O ruído constante mantém o organismo em estado de alerta e desregula hormônios do estresse, como cortisol e adrenalina, elevando a pressão arterial. A falta de áreas verdes e de tempo para relaxar agrava o quadro.

“A exposição crônica ao barulho faz o corpo operar no modo tensão, o que altera o fluxo sanguíneo e inflama o organismo”, afirma o médico. Para ele, políticas públicas que reduzam o ruído urbano e o tráfego são fundamentais para proteger a saúde.

Calor extremo e contaminantes

Ondas de calor provocam desidratação, engrossam o sangue e aumentam a carga de trabalho do coração. Idosos, hipertensos, pessoas com insuficiência cardíaca, doença coronariana e quem usa diuréticos são mais vulneráveis.

Substâncias como chumbo, arsênio e compostos industriais também preocupam. “Mesmo em baixas doses, a exposição contínua acelera a aterosclerose e pode levar a hipertensão, arritmias e insuficiência cardíaca”, alerta Carneiro.
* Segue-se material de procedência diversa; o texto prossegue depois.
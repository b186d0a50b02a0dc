// SPDX-FileCopyrightText: 2025 2025 Contributors to the OpenIMP project.
// SPDX-License-Identifier: Apache-2.0

use std::sync::{Arc, Weak};

use crate::{FrameInfo, Module};

/// One outgoing edge of a module.
pub(crate) struct Observer {
    dst: Weak<Module>,
    output: usize,
    frame: Option<FrameInfo>,
}

impl Observer {
    pub(crate) fn new(dst: &Arc<Module>, output: usize) -> Self {
        Self {
            dst: Arc::downgrade(dst),
            output,
            frame: None,
        }
    }

    pub(crate) fn targets(&self, module: &Module) -> bool {
        std::ptr::eq(self.dst.as_ptr(), module)
    }

    pub(crate) fn destination(&self) -> Option<Arc<Module>> {
        self.dst.upgrade()
    }

    pub(crate) fn record(&mut self, frame: &FrameInfo) {
        self.frame = Some(*frame);
    }

    pub(crate) fn last_frame(&self) -> Option<FrameInfo> {
        self.frame
    }

    pub(crate) fn output(&self) -> usize {
        self.output
    }
}
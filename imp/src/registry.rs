// SPDX-FileCopyrightText: 2025 2025 Contributors to the OpenIMP project.
// SPDX-License-Identifier: Apache-2.0

//! Module address space and the binding protocol.
//!
//! The registry is a fixed `MAX_DEVICES x MAX_GROUPS` matrix of module slots.
//! All slot mutations and lookups are serialized by one lock; bind and unbind
//! only hold it long enough to resolve both endpoints and then work on the
//! source module's own binding lock.

use std::sync::Arc;

use imp_sys::{MAX_DEVICES, MAX_GROUPS};
use parking_lot::Mutex;
use tracing::{debug, info};

use crate::{
    Cell, DeviceKind, Error, Module, ModuleOps, Result,
    module::{OutputContext, Placement},
};

type Slots = [[Option<Arc<Module>>; MAX_GROUPS]; MAX_DEVICES];

/// Owner of every registered module.
///
/// # Examples
///
/// ```
/// use imp::{Cell, DeviceKind, ModuleRegistry};
///
/// # fn main() -> Result<(), imp::Error> {
/// let registry = ModuleRegistry::new(16);
/// let fs = registry.allocate("framesource", None);
/// let ivs = registry.allocate("ivs", None);
/// registry.register(DeviceKind::FRAME_SOURCE, 0, &fs)?;
/// registry.register(DeviceKind::IVS, 0, &ivs)?;
///
/// registry.bind(
///     Cell::new(DeviceKind::FRAME_SOURCE, 0, 0),
///     Cell::new(DeviceKind::IVS, 0, 0),
/// )?;
/// assert!(fs.is_bound_to(&ivs));
/// # Ok(())
/// # }
/// ```
pub struct ModuleRegistry {
    slots: Mutex<Slots>,
    in_flight_frames: usize,
}

impl std::fmt::Debug for ModuleRegistry {
    fn fmt(&self, f: &mut std::fmt::Formatter<'_>) -> std::fmt::Result {
        let registered = self.slots.lock().iter().flatten().flatten().count();
        f.debug_struct("ModuleRegistry")
            .field("registered", &registered)
            .finish()
    }
}

fn slot_index(device: DeviceKind, group: usize) -> Result<(usize, usize)> {
    let device = device.index();
    if device >= MAX_DEVICES || group >= MAX_GROUPS {
        return Err(Error::InvalidAddress(format!(
            "module slot ({device}, {group})"
        )));
    }
    Ok((device, group))
}

impl ModuleRegistry {
    /// Creates an empty registry whose modules admit `in_flight_frames`
    /// concurrent deliveries each.
    pub fn new(in_flight_frames: usize) -> Self {
        Self {
            slots: Mutex::new(std::array::from_fn(|_| std::array::from_fn(|_| None))),
            in_flight_frames,
        }
    }

    /// Creates a module that is not yet placed in any slot.
    ///
    /// Names longer than [`crate::module::MODULE_NAME_MAX`] bytes are truncated.
    pub fn allocate(&self, name: &str, ops: Option<Arc<dyn ModuleOps>>) -> Arc<Module> {
        let module = Arc::new(Module::new(name, ops, self.in_flight_frames));
        debug!(name = module.name(), id = %module.id(), "Module allocated.");
        module
    }

    /// Places `module` at `(device, group)`.
    ///
    /// A module registered with an output count of zero is given one output.
    /// Registering the module already stored in the slot is a no-op.
    ///
    /// # Errors
    ///
    /// - [`Error::InvalidAddress`] if the slot is outside the address space
    /// - [`Error::AlreadyExists`] if another module occupies the slot
    pub fn register(&self, device: DeviceKind, group: usize, module: &Arc<Module>) -> Result<()> {
        let (row, column) = slot_index(device, group)?;
        let mut slots = self.slots.lock();
        Self::place(&mut slots[row][column], device, group, module)
    }

    fn place(
        slot: &mut Option<Arc<Module>>,
        device: DeviceKind,
        group: usize,
        module: &Arc<Module>,
    ) -> Result<()> {
        if let Some(existing) = slot.as_ref() {
            if Arc::ptr_eq(existing, module) {
                return Ok(());
            }
            return Err(Error::AlreadyExists(format!(
                "slot ({device}, {group}) holds {}",
                existing.name()
            )));
        }
        let outputs = module.default_output_count();
        module.set_placement(Some(Placement { device, group }));
        *slot = Some(module.clone());
        info!(
            %device,
            group,
            name = module.name(),
            outputs,
            "Module registered."
        );
        Ok(())
    }

    /// Returns the module stored at `(device, group)`, if any.
    pub fn lookup(&self, device: DeviceKind, group: usize) -> Option<Arc<Module>> {
        let (row, column) = slot_index(device, group).ok()?;
        self.slots.lock()[row][column].clone()
    }

    fn resolve(&self, device: DeviceKind, group: usize) -> Result<Arc<Module>> {
        slot_index(device, group)?;
        self.lookup(device, group)
            .ok_or_else(|| Error::NotFound(format!("module ({device}, {group})")))
    }

    /// Empties the slot at `(device, group)` and returns the module it held.
    ///
    /// Edges to and from the module are left in place; the module itself is
    /// dropped once the caller releases the returned handle.
    ///
    /// # Errors
    ///
    /// - [`Error::InvalidAddress`] if the slot is outside the address space
    /// - [`Error::NotFound`] if the slot is empty
    pub fn unregister(&self, device: DeviceKind, group: usize) -> Result<Arc<Module>> {
        let (row, column) = slot_index(device, group)?;
        let module = self.slots.lock()[row][column]
            .take()
            .ok_or_else(|| Error::NotFound(format!("module ({device}, {group})")))?;
        module.set_placement(None);
        info!(%device, group, name = module.name(), "Module unregistered.");
        Ok(module)
    }

    /// Returns the module at `(device, group)`, allocating and registering one
    /// named `name` with `ops` if the slot is empty. Both steps happen under
    /// the registry lock.
    pub fn ensure(
        &self,
        device: DeviceKind,
        group: usize,
        name: &str,
        ops: Option<Arc<dyn ModuleOps>>,
    ) -> Result<Arc<Module>> {
        let (row, column) = slot_index(device, group)?;
        let mut slots = self.slots.lock();
        let slot = &mut slots[row][column];
        if let Some(existing) = slot.as_ref() {
            return Ok(existing.clone());
        }
        let module = self.allocate(name, ops);
        Self::place(slot, device, group, &module)?;
        Ok(module)
    }

    /// Drops every registered module.
    pub(crate) fn clear(&self) {
        let mut slots = self.slots.lock();
        for module in slots.iter_mut().flatten().filter_map(Option::take) {
            module.set_placement(None);
        }
    }

    fn endpoints(&self, src: Cell, dst: Cell) -> Result<(Arc<Module>, Arc<Module>)> {
        Ok((
            self.resolve(src.device, src.group)?,
            self.resolve(dst.device, dst.group)?,
        ))
    }

    /// Wires output `src.output` of the module at `src` to the module at `dst`.
    ///
    /// If the source module carries [`ModuleOps`], its `bind` decides what
    /// happens; otherwise an observer is appended. Repeated binds of the same
    /// pair add repeated edges; see [`Self::bind_if_needed`] for the
    /// idempotent form.
    ///
    /// # Errors
    ///
    /// - [`Error::InvalidAddress`] if either cell is outside the address space
    /// - [`Error::NotFound`] if either module is not registered
    /// - [`Error::InvalidOutput`] if `src.output` is not below the source's
    ///   output count
    /// - whatever a custom bind handler returns
    pub fn bind(&self, src: Cell, dst: Cell) -> Result<()> {
        let (src_module, dst_module) = self.endpoints(src, dst)?;
        let count = src_module.output_count();
        if src.output >= count {
            return Err(Error::InvalidOutput {
                output: src.output,
                count,
            });
        }
        let output = OutputContext { index: src.output };
        match src_module.ops() {
            Some(ops) => ops.bind(&src_module, &dst_module, output)?,
            None => src_module.attach_observer(&dst_module, output.index),
        }
        info!(%src, %dst, "Bound.");
        Ok(())
    }

    /// Like [`Self::bind`], but does nothing if `src` already has an edge to
    /// `dst`. Returns whether a new edge was created.
    pub fn bind_if_needed(&self, src: Cell, dst: Cell) -> Result<bool> {
        let (src_module, dst_module) = self.endpoints(src, dst)?;
        if src_module.is_bound_to(&dst_module) {
            debug!(%src, %dst, "Already bound.");
            return Ok(false);
        }
        self.bind(src, dst)?;
        Ok(true)
    }

    /// Removes an edge created by [`Self::bind`].
    ///
    /// # Errors
    ///
    /// - [`Error::NotFound`] if either module is not registered, or if no
    ///   edge from `src` to `dst` exists
    /// - whatever a custom unbind handler returns
    pub fn unbind(&self, src: Cell, dst: Cell) -> Result<()> {
        let (src_module, dst_module) = self.endpoints(src, dst)?;
        let output = OutputContext { index: src.output };
        match src_module.ops() {
            Some(ops) => ops.unbind(&src_module, &dst_module, output)?,
            None => src_module.detach_observer(&dst_module)?,
        }
        info!(%src, %dst, "Unbound.");
        Ok(())
    }
}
Para reduzir impactos, o especialista recomenda adotar medidas práticas no cotidiano. Veja orientações:

  • Evite poluição: não faça exercícios perto de vias muito movimentadas, use purificadores de ar em ambientes fechados e acompanhe os índices de qualidade do ar.
  • Controle o estresse: pratique técnicas de respiração, meditação e atenção plena; busque parques e áreas verdes com frequência.
  • Cuide-se no calor: aumente a ingestão de líquidos em dias muito quentes e evite treinos intensos nos horários de pico de temperatura.
  • Olho na água: utilize filtros de qualidade para reduzir a exposição a metais como chumbo e arsênio.
  • Proteja a audição: use protetores quando necessário, reduza o ruído em casa e no trabalho e faça pausas em ambientes silenciosos.

O médico reforça que quem vive em áreas muito barulhentas ou poluídas deve discutir estratégias de proteção com seu cardiologista, mesmo sem sintomas. “Prevenir é o melhor remédio para manter o coração saudável em meio aos desafios da cidade”, conclui.